Рахметов богач, он владелец обширных поместий, сотен крепостных душ, но раздает свои богатства, отпускает крестьян на волю и становится бродячим миссионером, странником. Мышкин, напротив, в начале романа нищ, затем оказывается наследником громадного состояния - и также готов поделиться им с любым желающим.
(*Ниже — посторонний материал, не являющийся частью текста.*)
// 集成测试公共模块
//
// 提供文档构造、词典夹具和引擎创建的辅助函数

use std::path::Path;

use markup5ever_rcdom::{Handle, RcDom};

use langswitch::parsers::html::{find_by_attr, get_node_attr, html_to_dom, inner_html};
use langswitch::translation::{
    Dictionary, DictionarySource, LanguageStore, LanguageSwitcher, StaticDictionarySource,
    SwitcherConfig,
};

/// HTML 测试辅助工具
pub struct HtmlTestHelper;

impl HtmlTestHelper {
    /// 解析 body 片段为完整文档
    pub fn create_test_dom(html: &str) -> RcDom {
        html_to_dom(html.as_bytes(), "utf-8").expect("test document should parse")
    }

    pub fn by_id(dom: &RcDom, id: &str) -> Handle {
        find_by_attr(&dom.document, "id", id)
            .into_iter()
            .next()
            .unwrap_or_else(|| panic!("no element with id {id:?}"))
    }

    pub fn inner(dom: &RcDom, id: &str) -> String {
        inner_html(&Self::by_id(dom, id))
    }

    pub fn attr(dom: &RcDom, id: &str, name: &str) -> Option<String> {
        get_node_attr(&Self::by_id(dom, id), name)
    }

    pub fn lang(dom: &RcDom, id: &str) -> Option<String> {
        Self::attr(dom, id, "lang")
    }
}

/// 测试词典
pub struct TestDictionaries;

impl TestDictionaries {
    pub fn spanish() -> Dictionary {
        [
            ("Hello World", "Hola Mundo"),
            ("hello", "Hola"),
            ("bye", "Adios"),
            ("Logo", "<b>Logotipo</b>"),
            ("Send", "Enviar"),
        ]
        .into_iter()
        .collect()
    }

    pub fn french() -> Dictionary {
        [("Hello World", "Bonjour le monde"), ("hello", "Bonjour")]
            .into_iter()
            .collect()
    }

    pub fn source() -> StaticDictionarySource {
        StaticDictionarySource::new()
            .with("es", Self::spanish())
            .with("fr", Self::french())
    }

    /// 把词典写成 `<dir>/<lang>.json`
    pub fn write_to(dir: &Path) {
        std::fs::create_dir_all(dir).unwrap();
        std::fs::write(
            dir.join("es.json"),
            r#"{"Hello World": "Hola Mundo", "hello": "Hola", "bye": "Adios"}"#,
        )
        .unwrap();
        std::fs::write(
            dir.join("fr.json"),
            r#"{"Hello World": "Bonjour le monde", "hello": "Bonjour"}"#,
        )
        .unwrap();
    }
}

/// 不做持久化的测试配置
pub fn test_config() -> SwitcherConfig {
    SwitcherConfig {
        persistent: false,
        ..SwitcherConfig::default()
    }
}

pub fn create_switcher(dom: &RcDom, config: &SwitcherConfig) -> LanguageSwitcher {
    create_switcher_with(dom, config, Box::new(TestDictionaries::source()), None)
}

pub fn create_switcher_with(
    dom: &RcDom,
    config: &SwitcherConfig,
    source: Box<dyn DictionarySource>,
    store: Option<Box<dyn LanguageStore>>,
) -> LanguageSwitcher {
    LanguageSwitcher::new(dom.document.clone(), config, source, store)
        .expect("test configuration should be valid")
}
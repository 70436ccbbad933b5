//! 翻译模块统一错误处理
//!
//! 提供结构化错误类型和错误处理机制

use std::fmt;

use thiserror::Error;

/// 翻译错误类型
#[derive(Error, Debug, Clone)]
pub enum TranslationError {
    /// 词典加载失败，切换请求被放弃，引擎状态保持不变
    #[error("Error loading language: {lang} ({reason})")]
    DictionaryLoad { lang: String, reason: String },

    /// 配置错误
    #[error("配置错误: {0}")]
    ConfigError(String),

    /// 语言持久化存储错误
    #[error("存储错误: {0}")]
    StorageError(String),

    /// 解析错误
    #[error("解析错误: {0}")]
    ParseError(String),

    /// 输入验证错误
    #[error("输入无效: {0}")]
    InvalidInput(String),

    /// IO错误
    #[error("IO错误: {0}")]
    IoError(String),

    /// 内部错误
    #[error("内部错误: {0}")]
    InternalError(String),
}

impl TranslationError {
    /// 创建词典加载错误
    pub fn dictionary_load(lang: &str, reason: impl fmt::Display) -> Self {
        TranslationError::DictionaryLoad {
            lang: lang.to_string(),
            reason: reason.to_string(),
        }
    }

    /// 检查错误是否可重试（由调用方再次发起）
    pub fn is_retryable(&self) -> bool {
        match self {
            TranslationError::DictionaryLoad { .. } => true,
            TranslationError::IoError(_) => true,
            TranslationError::ConfigError(_) => false,
            TranslationError::StorageError(_) => false,
            TranslationError::ParseError(_) => false,
            TranslationError::InvalidInput(_) => false,
            TranslationError::InternalError(_) => false,
        }
    }

    /// 获取错误的严重程度
    pub fn severity(&self) -> ErrorSeverity {
        match self {
            TranslationError::DictionaryLoad { .. } => ErrorSeverity::Error,
            TranslationError::ConfigError(_) => ErrorSeverity::Critical,
            TranslationError::StorageError(_) => ErrorSeverity::Warning,
            TranslationError::ParseError(_) => ErrorSeverity::Error,
            TranslationError::InvalidInput(_) => ErrorSeverity::Info,
            TranslationError::IoError(_) => ErrorSeverity::Error,
            TranslationError::InternalError(_) => ErrorSeverity::Critical,
        }
    }

    /// 获取错误类别
    pub fn category(&self) -> ErrorCategory {
        match self {
            TranslationError::DictionaryLoad { .. } => ErrorCategory::Network,
            TranslationError::ConfigError(_) => ErrorCategory::Configuration,
            TranslationError::StorageError(_) => ErrorCategory::Storage,
            TranslationError::ParseError(_) => ErrorCategory::Parsing,
            TranslationError::InvalidInput(_) => ErrorCategory::Input,
            TranslationError::IoError(_) => ErrorCategory::Io,
            TranslationError::InternalError(_) => ErrorCategory::Internal,
        }
    }

    /// 创建带上下文的错误
    pub fn with_context<T: fmt::Display>(mut self, context: T) -> Self {
        let append = |msg: &mut String| *msg = format!("{} (上下文: {})", msg, context);

        match &mut self {
            TranslationError::DictionaryLoad { reason, .. } => append(reason),
            TranslationError::ConfigError(msg)
            | TranslationError::StorageError(msg)
            | TranslationError::ParseError(msg)
            | TranslationError::InvalidInput(msg)
            | TranslationError::IoError(msg)
            | TranslationError::InternalError(msg) => append(msg),
        }

        self
    }
}

/// 错误严重程度
#[derive(Debug, Clone, Copy, PartialEq, Eq, PartialOrd, Ord, Hash)]
pub enum ErrorSeverity {
    Info,
    Warning,
    Error,
    Critical,
}

/// 错误类别
#[derive(Debug, Clone, Copy, PartialEq, Eq, Hash)]
pub enum ErrorCategory {
    Configuration,
    Network,
    Storage,
    Input,
    Io,
    Parsing,
    Internal,
}

impl From<std::io::Error> for TranslationError {
    fn from(error: std::io::Error) -> Self {
        TranslationError::IoError(error.to_string())
    }
}

impl From<serde_json::Error> for TranslationError {
    fn from(error: serde_json::Error) -> Self {
        TranslationError::ParseError(format!("JSON解析错误: {}", error))
    }
}

impl From<toml::de::Error> for TranslationError {
    fn from(error: toml::de::Error) -> Self {
        TranslationError::ParseError(format!("TOML解析错误: {}", error))
    }
}

impl From<redb::Error> for TranslationError {
    fn from(error: redb::Error) -> Self {
        TranslationError::StorageError(error.to_string())
    }
}

impl From<reqwest::Error> for TranslationError {
    fn from(error: reqwest::Error) -> Self {
        match error.url() {
            Some(url) => TranslationError::IoError(format!("请求 {} 失败: {}", url, error)),
            None => TranslationError::IoError(error.to_string()),
        }
    }
}

/// 错误结果类型别名
pub type TranslationResult<T> = Result<T, TranslationError>;

/// 错误处理助手函数
pub mod helpers {
    use super::*;

    /// 按严重程度记录错误
    pub fn log_error(error: &TranslationError) {
        match error.severity() {
            ErrorSeverity::Info => tracing::info!("{}", error),
            ErrorSeverity::Warning => tracing::warn!("{}", error),
            ErrorSeverity::Error => tracing::error!("{}", error),
            ErrorSeverity::Critical => tracing::error!("严重错误: {}", error),
        }
    }

    /// 创建配置错误
    pub fn config_error<T: fmt::Display>(msg: T) -> TranslationError {
        TranslationError::ConfigError(msg.to_string())
    }

    /// 创建存储错误
    pub fn storage_error<T: fmt::Display>(msg: T) -> TranslationError {
        TranslationError::StorageError(msg.to_string())
    }

    /// 创建输入验证错误
    pub fn validation_error<T: fmt::Display>(msg: T) -> TranslationError {
        TranslationError::InvalidInput(msg.to_string())
    }
}
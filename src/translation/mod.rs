//! 语言切换模块
//!
//! 在已渲染的文档树上原地切换语言：
//! - **sanitizer**: 匹配键的规范化
//! - **dictionary**: 有序词典与交叉词典
//! - **matcher**: 单个元素的匹配与重写
//! - **translator**: 子树遍历与回退
//! - **queue**: 串行执行引擎任务
//! - **engine**: 语言切换的协调者
//! - **source** / **storage** / **observer**: 词典来源、语言持久化、文档变更监视
//! - **config** / **error**: 配置管理与错误类型
//!
//! # 基本用法
//!
//! ```rust,no_run
//! use langswitch::parsers::html_to_dom;
//! use langswitch::translation::{LanguageSwitcher, StaticDictionarySource, SwitcherConfig};
//!
//! # async fn example() -> Result<(), Box<dyn std::error::Error>> {
//! let dom = html_to_dom(b"<h1 lang=\"en\">Hello World</h1>", "utf-8")?;
//! let source = StaticDictionarySource::new()
//!     .with("es", [("Hello World", "Hola Mundo")].into_iter().collect());
//!
//! let switcher = LanguageSwitcher::new(
//!     dom.document.clone(),
//!     &SwitcherConfig::with_lang("es"),
//!     Box::new(source),
//!     None,
//! )?;
//! switcher.init().await?;
//! assert_eq!(switcher.get_lang(), "es");
//! # Ok(())
//! # }
//! ```

pub mod config;
pub mod dictionary;
pub mod engine;
pub mod error;
pub mod matcher;
pub mod observer;
pub mod queue;
pub mod sanitizer;
pub mod source;
pub mod storage;
pub mod translator;

pub use config::{ConfigManager, SwitcherConfig};
pub use dictionary::Dictionary;
pub use engine::{LanguageSwitched, LanguageSwitcher};
pub use error::{TranslationError, TranslationResult};
pub use matcher::{apply_entry, MatchOptions, Rewrite};
pub use observer::{DocumentChangeWatcher, DomObserver};
pub use queue::JobQueue;
pub use sanitizer::{sanitize, strip_tags};
pub use source::{
    dictionary_source_for, DictionarySource, FsDictionarySource, HttpDictionarySource,
    StaticDictionarySource,
};
pub use storage::{LanguageStore, MemoryLanguageStore, RedbLanguageStore};
pub use translator::{translate, Fallback, Pass};
use anyhow::Result;
use chrono::{DateTime, Utc};
use serde::{Deserialize, Serialize};
use std::fs;
use std::io::Write;
use std::path::Path;
use std::process::Command;

pub mod error;

pub use error::BenchError;

/// Version tag of the campaign configuration snapshot format.
pub const CONFIG_VERSION: &str = "2";

/// Name of the configuration snapshot written at the end of a campaign.
pub const CONFIG_FILE: &str = "config.json";

/// Subdirectory of a campaign output tree holding per-model artifacts.
pub const DATA_DIR: &str = "data";

pub fn ensure_dir(path: &Path) -> Result<()> {
    fs::create_dir_all(path)?;
    Ok(())
}

pub fn atomic_write_bytes(path: &Path, bytes: &[u8]) -> Result<()> {
    if let Some(parent) = path.parent() {
        ensure_dir(parent)?;
    }
    let ts = Utc::now().timestamp_micros();
    let pid = std::process::id();
    let name = path
        .file_name()
        .and_then(|s| s.to_str())
        .unwrap_or("tmpfile");
    let tmp = path.with_file_name(format!(".{}.tmp.{}.{}", name, pid, ts));
    let mut file = fs::File::create(&tmp)?;
    file.write_all(bytes)?;
    file.sync_all()?;
    fs::rename(&tmp, path)?;
    Ok(())
}

pub fn atomic_write_json_pretty<T: Serialize>(path: &Path, value: &T) -> Result<()> {
    let bytes = serde_json::to_vec_pretty(value)?;
    atomic_write_bytes(path, &bytes)
}

/// Host identity recorded in campaign snapshots. Honors `PNBENCH_HOST` so
/// campaigns replayed in containers can pin a stable name.
pub fn host_identity() -> String {
    std::env::var("PNBENCH_HOST")
        .or_else(|_| {
            Command::new("hostname")
                .output()
                .ok()
                .and_then(|o| String::from_utf8(o.stdout).ok())
                .map(|s| s.trim().to_string())
                .filter(|s| !s.is_empty())
                .ok_or(std::env::VarError::NotPresent)
        })
        .unwrap_or_else(|_| "unknown".to_string())
}

/// Campaign configuration snapshot, written once when a campaign ends and
/// required later as the sole handoff artifact for standalone ingestion.
#[derive(Debug, Clone, Serialize, Deserialize)]
pub struct CampaignSnapshot {
    pub config_version: String,
    pub name: String,
    pub epoch_start: i64,
    pub epoch_end: i64,
    pub host: String,
    pub options: Vec<String>,
    pub tool_version: String,
    pub time_limit: u64,
}

impl CampaignSnapshot {
    pub fn start(&self) -> Option<DateTime<Utc>> {
        DateTime::<Utc>::from_timestamp(self.epoch_start, 0)
    }

    pub fn end(&self) -> Option<DateTime<Utc>> {
        DateTime::<Utc>::from_timestamp(self.epoch_end, 0)
    }
}

/// Counters of one unique table, stored without interpretation.
#[derive(Debug, Clone, Default, PartialEq, Serialize, Deserialize)]
pub struct UniqueTableStats {
    pub count: Option<u64>,
    pub peak: Option<u64>,
    pub accesses: Option<u64>,
    pub misses: Option<u64>,
    pub load_factor: Option<f64>,
}

impl UniqueTableStats {
    /// The tool guarantees hits + misses <= accesses. The hit counter is
    /// not persisted, so the caller passes it alongside. Violations are
    /// surfaced as warnings, never as hard failures.
    pub fn is_consistent_with(&self, hits: Option<u64>) -> bool {
        match (hits, self.misses, self.accesses) {
            (Some(h), Some(m), Some(a)) => h.saturating_add(m) <= a,
            _ => true,
        }
    }
}

/// Counters of one operation cache, stored without interpretation.
#[derive(Debug, Clone, Default, PartialEq, Serialize, Deserialize)]
pub struct CacheStats {
    pub hits: Option<u64>,
    pub misses: Option<u64>,
    pub filtered: Option<u64>,
    pub discarded: Option<u64>,
}

impl CacheStats {
    /// The tool guarantees filtered + discarded <= misses. Violations are
    /// surfaced as warnings, never as hard failures.
    pub fn is_consistent(&self) -> bool {
        match (self.filtered, self.discarded, self.misses) {
            (Some(f), Some(d), Some(m)) => f.saturating_add(d) <= m,
            _ => true,
        }
    }
}

/// Canonical outcome of one model under one campaign. Constructed by the
/// normalizer, persisted once, never mutated afterwards.
#[derive(Debug, Clone, Default, PartialEq, Serialize, Deserialize)]
pub struct ModelRunRecord {
    pub interrupted: bool,
    pub states: Option<f64>,
    pub relation_time: f64,
    pub rewrite_time: f64,
    pub state_space_time: f64,
    pub force_time: Option<f64>,
    pub dead_relation_time: Option<f64>,
    pub dead_rewrite_time: Option<f64>,
    pub dead_time: Option<f64>,

    pub final_bytes: Option<u64>,
    pub final_flat_nodes: Option<u64>,
    pub final_hier_nodes: Option<u64>,
    pub final_flat_arcs: Option<u64>,
    pub final_hier_arcs: Option<u64>,

    pub sdd_unique_table: Option<UniqueTableStats>,
    pub hom_unique_table: Option<UniqueTableStats>,
    pub sdd_diff_cache: Option<CacheStats>,
    pub sdd_inter_cache: Option<CacheStats>,
    pub sdd_sum_cache: Option<CacheStats>,
    pub hom_cache: Option<CacheStats>,
}

impl ModelRunRecord {
    pub fn has_statistics(&self) -> bool {
        self.sdd_unique_table.is_some()
            || self.hom_unique_table.is_some()
            || self.sdd_diff_cache.is_some()
            || self.sdd_inter_cache.is_some()
            || self.sdd_sum_cache.is_some()
            || self.hom_cache.is_some()
    }

    pub fn has_final_sizes(&self) -> bool {
        self.final_bytes.is_some()
            || self.final_flat_nodes.is_some()
            || self.final_hier_nodes.is_some()
            || self.final_flat_arcs.is_some()
            || self.final_hier_arcs.is_some()
    }

    /// Interrupted runs carry no full-completion data.
    pub fn invariants_hold(&self) -> bool {
        if self.interrupted {
            self.states.is_none() && !self.has_final_sizes() && !self.has_statistics()
        } else {
            true
        }
    }
}

/// A campaign fully normalized and ready to hand to the store.
#[derive(Debug, Clone)]
pub struct CampaignRecord {
    pub name: String,
    pub start: DateTime<Utc>,
    pub end: DateTime<Utc>,
    pub host: String,
    pub tool_version: String,
    pub comments: Option<String>,
    pub time_limit: f64,
    pub options: Vec<String>,
    /// (model name, outcome) pairs, in output-tree order.
    pub model_runs: Vec<(String, ModelRunRecord)>,
}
Рахметов подавляет в себе физическое влечение к женщине, хотя его сексуальная полноценность вне всяких сомнений: «натура была кипучая», «на 15-м году жизни он влюбился в одну из любовниц отца». Мышкин же вообще не знает плотской страсти и подавляет ее у влюбленных в него женщин. Так же воздействует Рахметов на спасенную им аристократку. «Да, это правда, - сказала она, - вы не можете жениться. Но пока вам придется бросить меня, до тех пор любите меня». «Нет, и этого я не могу принять, - сказал он, - я должен подавить в себе любовь: любовь к вам связала бы мне руки, они и так нескоро развяжутся у меня, - уж связаны. Но развяжу. Я не должен любить»[7,108]. Что было потом с этою дамою? В ее жизни должен был произойти перелом, по всей вероятности, она и сама сделалась особенным человеком».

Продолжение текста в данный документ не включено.